### TASK DESCRIPTION
Using the entries below, show all lines with the string "models".

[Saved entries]
----
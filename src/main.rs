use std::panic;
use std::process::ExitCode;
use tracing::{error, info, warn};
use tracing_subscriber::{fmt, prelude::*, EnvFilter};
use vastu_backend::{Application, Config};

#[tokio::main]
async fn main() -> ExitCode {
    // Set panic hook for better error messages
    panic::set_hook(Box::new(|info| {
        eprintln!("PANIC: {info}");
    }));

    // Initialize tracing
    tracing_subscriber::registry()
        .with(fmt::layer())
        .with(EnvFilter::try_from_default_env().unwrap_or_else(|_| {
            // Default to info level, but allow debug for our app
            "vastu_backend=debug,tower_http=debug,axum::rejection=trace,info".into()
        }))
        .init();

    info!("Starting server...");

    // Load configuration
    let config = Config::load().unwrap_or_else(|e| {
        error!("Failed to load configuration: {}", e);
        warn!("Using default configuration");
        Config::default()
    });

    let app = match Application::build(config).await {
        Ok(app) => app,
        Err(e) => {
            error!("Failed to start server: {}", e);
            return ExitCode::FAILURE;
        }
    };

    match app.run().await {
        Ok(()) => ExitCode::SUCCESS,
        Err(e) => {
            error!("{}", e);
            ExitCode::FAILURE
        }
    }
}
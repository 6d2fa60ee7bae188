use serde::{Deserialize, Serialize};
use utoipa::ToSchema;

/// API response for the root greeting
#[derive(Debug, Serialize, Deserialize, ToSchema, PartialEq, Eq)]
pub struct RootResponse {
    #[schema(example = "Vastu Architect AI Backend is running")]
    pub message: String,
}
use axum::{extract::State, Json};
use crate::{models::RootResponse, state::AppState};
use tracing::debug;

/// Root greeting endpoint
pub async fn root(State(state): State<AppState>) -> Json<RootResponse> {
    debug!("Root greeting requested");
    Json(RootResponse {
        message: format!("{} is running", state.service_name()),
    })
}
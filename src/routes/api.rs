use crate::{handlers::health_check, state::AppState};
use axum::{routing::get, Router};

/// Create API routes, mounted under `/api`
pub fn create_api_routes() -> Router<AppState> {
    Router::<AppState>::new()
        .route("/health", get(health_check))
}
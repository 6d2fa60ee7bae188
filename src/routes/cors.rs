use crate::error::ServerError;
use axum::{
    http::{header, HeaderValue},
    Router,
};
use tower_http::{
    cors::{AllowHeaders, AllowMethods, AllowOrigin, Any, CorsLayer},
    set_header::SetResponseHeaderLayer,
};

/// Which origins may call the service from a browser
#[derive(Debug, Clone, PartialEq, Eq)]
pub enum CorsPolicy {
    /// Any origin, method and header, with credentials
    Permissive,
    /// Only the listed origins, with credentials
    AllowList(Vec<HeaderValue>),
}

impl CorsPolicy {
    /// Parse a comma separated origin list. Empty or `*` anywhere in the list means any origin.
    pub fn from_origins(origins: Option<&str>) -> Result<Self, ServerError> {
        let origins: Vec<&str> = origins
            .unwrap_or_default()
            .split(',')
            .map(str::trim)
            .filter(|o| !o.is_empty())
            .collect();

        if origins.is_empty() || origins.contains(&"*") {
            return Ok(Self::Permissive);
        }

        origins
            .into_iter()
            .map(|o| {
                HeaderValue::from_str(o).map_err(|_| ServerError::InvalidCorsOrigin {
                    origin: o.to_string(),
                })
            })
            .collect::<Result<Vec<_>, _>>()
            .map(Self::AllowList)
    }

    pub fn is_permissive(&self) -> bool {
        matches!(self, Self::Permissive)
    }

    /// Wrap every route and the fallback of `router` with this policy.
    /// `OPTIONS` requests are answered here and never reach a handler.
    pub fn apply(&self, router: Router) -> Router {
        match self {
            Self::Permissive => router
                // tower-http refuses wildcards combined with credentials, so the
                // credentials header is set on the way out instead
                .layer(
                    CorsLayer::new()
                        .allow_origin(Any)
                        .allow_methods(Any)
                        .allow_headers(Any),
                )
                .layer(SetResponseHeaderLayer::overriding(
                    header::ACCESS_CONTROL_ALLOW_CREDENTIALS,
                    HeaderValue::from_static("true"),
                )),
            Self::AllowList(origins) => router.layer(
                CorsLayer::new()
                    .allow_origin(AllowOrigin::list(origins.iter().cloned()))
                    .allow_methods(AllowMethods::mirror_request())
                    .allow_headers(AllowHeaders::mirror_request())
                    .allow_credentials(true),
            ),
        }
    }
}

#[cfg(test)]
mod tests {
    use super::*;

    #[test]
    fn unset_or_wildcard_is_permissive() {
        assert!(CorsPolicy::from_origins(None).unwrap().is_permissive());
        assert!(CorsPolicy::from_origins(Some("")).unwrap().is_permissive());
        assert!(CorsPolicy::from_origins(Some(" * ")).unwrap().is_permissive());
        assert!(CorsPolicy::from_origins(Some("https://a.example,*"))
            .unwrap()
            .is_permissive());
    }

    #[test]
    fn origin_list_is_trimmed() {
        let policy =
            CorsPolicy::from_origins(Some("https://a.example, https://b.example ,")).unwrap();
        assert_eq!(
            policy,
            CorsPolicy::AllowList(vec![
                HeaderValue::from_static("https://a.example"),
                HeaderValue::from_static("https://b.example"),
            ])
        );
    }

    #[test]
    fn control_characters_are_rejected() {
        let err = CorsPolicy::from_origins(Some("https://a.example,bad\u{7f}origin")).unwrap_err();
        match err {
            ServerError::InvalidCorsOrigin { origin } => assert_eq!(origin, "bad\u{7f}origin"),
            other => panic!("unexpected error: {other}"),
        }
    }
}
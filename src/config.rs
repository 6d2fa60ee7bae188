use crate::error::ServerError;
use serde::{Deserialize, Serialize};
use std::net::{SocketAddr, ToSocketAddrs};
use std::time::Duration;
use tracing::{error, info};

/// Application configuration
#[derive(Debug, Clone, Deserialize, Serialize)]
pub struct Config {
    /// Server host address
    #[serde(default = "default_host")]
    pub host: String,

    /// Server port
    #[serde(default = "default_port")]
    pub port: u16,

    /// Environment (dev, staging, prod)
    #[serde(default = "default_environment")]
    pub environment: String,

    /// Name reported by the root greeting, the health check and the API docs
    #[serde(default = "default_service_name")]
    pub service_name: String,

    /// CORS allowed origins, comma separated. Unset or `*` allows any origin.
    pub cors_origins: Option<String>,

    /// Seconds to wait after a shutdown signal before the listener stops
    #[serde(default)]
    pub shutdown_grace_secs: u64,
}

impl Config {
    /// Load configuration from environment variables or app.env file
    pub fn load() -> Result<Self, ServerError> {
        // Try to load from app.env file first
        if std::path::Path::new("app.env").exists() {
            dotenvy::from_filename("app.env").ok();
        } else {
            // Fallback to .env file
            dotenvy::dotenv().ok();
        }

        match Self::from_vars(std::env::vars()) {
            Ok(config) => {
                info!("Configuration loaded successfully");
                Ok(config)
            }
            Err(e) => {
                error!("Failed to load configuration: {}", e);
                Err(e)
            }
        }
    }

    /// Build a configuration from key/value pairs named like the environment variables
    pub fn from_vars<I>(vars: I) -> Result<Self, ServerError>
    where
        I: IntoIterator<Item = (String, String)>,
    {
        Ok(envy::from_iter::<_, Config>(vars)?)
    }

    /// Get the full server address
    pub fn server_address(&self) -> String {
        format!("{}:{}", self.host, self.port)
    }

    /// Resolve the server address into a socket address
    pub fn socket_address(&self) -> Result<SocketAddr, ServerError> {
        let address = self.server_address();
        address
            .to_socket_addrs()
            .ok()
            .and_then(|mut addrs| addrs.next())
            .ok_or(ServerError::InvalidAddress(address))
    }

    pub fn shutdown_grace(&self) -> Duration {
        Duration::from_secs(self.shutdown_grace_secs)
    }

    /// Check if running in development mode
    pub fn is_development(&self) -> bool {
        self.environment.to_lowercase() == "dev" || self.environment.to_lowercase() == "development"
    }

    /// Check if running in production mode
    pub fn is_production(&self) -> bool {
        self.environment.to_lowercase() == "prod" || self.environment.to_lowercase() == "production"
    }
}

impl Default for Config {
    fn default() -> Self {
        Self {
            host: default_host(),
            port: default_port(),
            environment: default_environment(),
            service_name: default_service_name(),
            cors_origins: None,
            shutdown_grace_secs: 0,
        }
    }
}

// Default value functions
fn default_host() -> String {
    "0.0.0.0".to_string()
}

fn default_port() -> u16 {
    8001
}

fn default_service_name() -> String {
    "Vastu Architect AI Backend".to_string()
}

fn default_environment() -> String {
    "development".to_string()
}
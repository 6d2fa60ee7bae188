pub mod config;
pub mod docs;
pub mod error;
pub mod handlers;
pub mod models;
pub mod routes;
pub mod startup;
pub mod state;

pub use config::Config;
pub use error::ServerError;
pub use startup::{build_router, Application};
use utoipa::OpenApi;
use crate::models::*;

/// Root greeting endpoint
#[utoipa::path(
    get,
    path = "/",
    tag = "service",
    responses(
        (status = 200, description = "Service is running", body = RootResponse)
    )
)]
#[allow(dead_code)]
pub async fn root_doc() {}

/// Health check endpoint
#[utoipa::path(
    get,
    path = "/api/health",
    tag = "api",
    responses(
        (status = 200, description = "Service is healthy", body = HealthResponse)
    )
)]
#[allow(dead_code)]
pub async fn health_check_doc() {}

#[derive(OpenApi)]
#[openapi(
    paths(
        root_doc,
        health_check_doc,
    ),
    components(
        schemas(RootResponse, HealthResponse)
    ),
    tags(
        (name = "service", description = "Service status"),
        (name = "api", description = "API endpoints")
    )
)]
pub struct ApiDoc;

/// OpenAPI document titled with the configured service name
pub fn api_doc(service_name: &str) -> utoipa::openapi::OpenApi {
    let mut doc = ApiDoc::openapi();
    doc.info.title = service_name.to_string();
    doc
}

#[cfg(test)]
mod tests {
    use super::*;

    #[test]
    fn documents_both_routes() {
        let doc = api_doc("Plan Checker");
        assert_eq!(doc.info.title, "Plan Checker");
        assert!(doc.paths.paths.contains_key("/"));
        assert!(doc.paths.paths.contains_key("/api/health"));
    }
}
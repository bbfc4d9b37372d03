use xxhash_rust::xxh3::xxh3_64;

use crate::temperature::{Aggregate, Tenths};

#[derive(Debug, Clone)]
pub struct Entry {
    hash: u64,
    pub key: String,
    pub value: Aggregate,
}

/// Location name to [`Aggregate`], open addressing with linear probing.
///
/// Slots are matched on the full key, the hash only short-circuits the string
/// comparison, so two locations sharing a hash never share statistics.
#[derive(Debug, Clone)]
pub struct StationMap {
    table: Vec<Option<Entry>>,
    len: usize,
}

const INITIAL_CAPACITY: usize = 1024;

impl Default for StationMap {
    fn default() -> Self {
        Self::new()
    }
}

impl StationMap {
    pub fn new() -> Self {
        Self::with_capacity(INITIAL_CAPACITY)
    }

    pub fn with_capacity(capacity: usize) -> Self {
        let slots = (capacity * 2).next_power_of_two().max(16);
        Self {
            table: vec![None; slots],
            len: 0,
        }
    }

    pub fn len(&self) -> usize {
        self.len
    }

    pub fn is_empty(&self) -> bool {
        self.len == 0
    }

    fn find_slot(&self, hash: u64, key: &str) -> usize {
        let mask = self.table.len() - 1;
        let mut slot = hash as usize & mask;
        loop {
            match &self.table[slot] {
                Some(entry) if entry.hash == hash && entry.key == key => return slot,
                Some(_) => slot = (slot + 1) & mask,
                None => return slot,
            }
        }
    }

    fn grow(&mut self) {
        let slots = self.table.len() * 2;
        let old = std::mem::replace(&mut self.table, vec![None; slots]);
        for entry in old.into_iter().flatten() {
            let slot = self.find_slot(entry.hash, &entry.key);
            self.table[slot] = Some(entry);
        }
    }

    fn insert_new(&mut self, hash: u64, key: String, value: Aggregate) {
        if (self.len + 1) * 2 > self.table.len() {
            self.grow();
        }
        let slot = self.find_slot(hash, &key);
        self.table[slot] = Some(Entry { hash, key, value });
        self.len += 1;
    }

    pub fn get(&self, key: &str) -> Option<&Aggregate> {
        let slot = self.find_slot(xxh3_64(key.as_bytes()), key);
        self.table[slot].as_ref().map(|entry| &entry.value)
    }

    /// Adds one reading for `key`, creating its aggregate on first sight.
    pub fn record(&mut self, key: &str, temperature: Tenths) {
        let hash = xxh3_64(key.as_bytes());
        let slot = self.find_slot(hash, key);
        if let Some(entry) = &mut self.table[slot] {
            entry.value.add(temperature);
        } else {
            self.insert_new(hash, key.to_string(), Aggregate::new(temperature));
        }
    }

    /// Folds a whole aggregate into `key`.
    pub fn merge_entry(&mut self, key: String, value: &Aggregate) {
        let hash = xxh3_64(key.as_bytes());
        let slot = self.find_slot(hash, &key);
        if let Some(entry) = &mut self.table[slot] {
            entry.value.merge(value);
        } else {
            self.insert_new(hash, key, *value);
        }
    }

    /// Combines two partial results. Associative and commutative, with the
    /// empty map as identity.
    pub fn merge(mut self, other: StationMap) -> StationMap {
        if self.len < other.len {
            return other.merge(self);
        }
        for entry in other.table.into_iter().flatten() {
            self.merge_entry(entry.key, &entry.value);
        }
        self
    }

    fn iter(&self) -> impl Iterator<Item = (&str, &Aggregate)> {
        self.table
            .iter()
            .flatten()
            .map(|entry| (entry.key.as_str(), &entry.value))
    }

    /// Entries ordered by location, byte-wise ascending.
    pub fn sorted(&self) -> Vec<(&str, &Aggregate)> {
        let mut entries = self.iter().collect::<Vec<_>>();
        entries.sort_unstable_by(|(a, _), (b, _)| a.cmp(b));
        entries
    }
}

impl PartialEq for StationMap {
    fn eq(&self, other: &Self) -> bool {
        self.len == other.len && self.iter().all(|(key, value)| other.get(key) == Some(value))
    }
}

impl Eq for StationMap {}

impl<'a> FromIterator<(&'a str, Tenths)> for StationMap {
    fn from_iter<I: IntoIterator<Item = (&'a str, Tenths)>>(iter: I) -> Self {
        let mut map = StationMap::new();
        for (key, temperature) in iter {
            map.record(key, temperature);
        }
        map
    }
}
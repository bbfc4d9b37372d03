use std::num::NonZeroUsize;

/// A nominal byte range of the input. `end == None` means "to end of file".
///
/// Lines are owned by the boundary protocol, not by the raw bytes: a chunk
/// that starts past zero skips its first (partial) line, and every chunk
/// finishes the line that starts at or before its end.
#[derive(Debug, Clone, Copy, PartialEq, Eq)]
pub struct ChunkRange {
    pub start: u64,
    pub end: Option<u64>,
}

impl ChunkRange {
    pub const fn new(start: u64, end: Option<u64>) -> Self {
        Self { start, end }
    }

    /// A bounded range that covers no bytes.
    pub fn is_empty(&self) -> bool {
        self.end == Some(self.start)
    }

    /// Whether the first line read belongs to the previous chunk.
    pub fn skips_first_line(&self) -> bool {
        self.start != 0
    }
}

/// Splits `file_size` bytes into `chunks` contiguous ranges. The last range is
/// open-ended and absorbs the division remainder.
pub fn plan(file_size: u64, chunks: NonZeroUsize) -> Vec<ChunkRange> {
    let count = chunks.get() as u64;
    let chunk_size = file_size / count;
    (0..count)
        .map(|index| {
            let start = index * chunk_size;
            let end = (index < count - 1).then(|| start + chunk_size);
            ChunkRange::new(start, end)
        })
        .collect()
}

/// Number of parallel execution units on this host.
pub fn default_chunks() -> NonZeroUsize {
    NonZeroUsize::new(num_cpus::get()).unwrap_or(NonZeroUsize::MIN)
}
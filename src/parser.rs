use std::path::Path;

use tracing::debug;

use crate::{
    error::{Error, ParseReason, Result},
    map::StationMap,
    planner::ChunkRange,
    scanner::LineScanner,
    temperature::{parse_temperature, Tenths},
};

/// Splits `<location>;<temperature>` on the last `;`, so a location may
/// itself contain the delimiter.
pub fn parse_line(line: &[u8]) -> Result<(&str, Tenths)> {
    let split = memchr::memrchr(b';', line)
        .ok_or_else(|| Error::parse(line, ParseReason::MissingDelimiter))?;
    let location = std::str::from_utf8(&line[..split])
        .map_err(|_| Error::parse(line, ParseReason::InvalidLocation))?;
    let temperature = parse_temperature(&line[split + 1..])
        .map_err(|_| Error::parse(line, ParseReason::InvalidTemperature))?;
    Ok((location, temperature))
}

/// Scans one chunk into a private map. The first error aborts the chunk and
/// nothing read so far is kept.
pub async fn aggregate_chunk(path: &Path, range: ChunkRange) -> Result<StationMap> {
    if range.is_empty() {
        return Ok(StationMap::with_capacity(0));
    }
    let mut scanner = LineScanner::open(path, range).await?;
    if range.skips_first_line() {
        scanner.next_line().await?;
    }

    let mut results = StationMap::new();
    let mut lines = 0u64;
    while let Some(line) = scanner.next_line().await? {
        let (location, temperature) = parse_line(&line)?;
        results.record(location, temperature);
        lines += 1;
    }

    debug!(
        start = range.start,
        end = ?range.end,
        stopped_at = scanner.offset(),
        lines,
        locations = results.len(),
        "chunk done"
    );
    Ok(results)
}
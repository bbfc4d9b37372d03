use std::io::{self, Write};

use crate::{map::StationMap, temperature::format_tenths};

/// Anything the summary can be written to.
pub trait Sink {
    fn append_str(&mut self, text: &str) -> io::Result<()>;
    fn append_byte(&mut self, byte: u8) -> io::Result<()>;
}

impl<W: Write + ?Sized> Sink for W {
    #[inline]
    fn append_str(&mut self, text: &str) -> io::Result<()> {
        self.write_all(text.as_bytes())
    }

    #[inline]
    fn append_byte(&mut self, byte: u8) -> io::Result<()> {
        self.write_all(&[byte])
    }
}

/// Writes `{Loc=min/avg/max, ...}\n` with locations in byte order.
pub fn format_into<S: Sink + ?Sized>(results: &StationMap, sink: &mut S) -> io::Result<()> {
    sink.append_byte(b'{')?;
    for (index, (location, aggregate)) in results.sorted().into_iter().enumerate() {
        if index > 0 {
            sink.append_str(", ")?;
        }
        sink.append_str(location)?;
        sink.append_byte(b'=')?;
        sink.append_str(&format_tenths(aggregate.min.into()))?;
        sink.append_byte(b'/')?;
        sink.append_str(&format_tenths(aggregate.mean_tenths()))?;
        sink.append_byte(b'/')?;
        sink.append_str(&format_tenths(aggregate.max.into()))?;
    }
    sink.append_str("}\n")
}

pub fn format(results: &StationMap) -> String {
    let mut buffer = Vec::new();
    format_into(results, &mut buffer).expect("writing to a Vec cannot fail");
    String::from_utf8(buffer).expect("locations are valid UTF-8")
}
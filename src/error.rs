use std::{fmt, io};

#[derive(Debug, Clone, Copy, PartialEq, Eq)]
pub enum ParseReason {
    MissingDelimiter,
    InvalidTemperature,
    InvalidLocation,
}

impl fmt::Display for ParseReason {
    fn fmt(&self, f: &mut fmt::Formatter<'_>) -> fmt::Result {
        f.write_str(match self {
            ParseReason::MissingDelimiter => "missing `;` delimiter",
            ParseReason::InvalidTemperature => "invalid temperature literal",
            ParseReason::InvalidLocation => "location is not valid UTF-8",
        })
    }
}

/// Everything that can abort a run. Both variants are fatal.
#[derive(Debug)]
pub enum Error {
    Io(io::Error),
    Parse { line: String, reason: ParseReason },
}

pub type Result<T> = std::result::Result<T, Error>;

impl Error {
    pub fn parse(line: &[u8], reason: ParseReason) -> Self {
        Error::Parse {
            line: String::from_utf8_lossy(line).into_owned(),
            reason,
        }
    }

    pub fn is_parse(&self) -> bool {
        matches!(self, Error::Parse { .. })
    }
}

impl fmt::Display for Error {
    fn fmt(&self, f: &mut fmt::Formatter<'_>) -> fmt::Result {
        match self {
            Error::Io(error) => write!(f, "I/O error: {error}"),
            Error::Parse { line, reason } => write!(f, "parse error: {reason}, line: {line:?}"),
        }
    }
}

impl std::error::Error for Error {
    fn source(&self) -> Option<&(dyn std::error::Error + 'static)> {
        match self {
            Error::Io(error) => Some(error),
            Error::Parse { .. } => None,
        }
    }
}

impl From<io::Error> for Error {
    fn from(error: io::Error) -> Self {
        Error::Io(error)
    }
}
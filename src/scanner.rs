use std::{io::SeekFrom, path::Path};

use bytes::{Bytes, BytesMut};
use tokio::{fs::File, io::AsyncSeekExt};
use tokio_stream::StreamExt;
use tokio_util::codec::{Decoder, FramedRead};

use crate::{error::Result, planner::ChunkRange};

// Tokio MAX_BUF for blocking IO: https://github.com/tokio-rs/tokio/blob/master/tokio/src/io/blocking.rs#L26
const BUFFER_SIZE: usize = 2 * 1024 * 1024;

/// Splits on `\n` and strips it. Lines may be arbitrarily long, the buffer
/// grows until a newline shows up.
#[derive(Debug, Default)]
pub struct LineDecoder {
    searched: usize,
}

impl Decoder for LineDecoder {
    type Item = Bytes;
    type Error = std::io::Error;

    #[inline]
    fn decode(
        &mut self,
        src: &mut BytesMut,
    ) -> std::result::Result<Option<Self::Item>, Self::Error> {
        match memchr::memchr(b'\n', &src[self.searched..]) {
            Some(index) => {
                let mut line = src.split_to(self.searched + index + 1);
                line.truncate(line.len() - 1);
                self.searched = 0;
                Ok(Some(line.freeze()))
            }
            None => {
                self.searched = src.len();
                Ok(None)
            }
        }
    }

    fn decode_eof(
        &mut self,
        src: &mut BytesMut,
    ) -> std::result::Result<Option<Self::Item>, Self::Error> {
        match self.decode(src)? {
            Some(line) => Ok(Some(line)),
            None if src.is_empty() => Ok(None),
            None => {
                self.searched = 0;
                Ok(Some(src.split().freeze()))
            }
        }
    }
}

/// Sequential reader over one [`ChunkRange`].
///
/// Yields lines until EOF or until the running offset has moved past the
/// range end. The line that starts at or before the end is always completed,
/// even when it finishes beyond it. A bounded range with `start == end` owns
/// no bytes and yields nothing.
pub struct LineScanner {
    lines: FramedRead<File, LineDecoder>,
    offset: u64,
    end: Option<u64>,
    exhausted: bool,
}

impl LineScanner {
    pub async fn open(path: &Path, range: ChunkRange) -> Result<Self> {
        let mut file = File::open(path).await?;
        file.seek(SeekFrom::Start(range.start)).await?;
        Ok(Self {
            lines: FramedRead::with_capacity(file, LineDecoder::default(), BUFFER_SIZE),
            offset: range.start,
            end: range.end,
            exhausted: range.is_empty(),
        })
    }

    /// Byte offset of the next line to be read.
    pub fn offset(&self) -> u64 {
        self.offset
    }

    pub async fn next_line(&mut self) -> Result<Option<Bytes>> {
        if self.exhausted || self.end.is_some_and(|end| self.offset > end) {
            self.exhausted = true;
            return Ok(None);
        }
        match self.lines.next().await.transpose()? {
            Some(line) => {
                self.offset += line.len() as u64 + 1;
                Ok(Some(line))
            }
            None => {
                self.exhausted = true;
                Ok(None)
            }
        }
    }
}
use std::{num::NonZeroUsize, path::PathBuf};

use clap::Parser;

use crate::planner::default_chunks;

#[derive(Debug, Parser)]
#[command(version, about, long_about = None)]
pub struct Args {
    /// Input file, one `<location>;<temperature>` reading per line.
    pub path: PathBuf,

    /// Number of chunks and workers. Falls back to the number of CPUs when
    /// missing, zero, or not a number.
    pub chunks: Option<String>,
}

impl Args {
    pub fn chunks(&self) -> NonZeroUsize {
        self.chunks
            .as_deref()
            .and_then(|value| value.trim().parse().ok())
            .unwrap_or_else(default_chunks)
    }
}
----
### TASK SOLUTION
use crate::{models::RootResponse, state::AppState};
pub mod models;
use crate::models::*;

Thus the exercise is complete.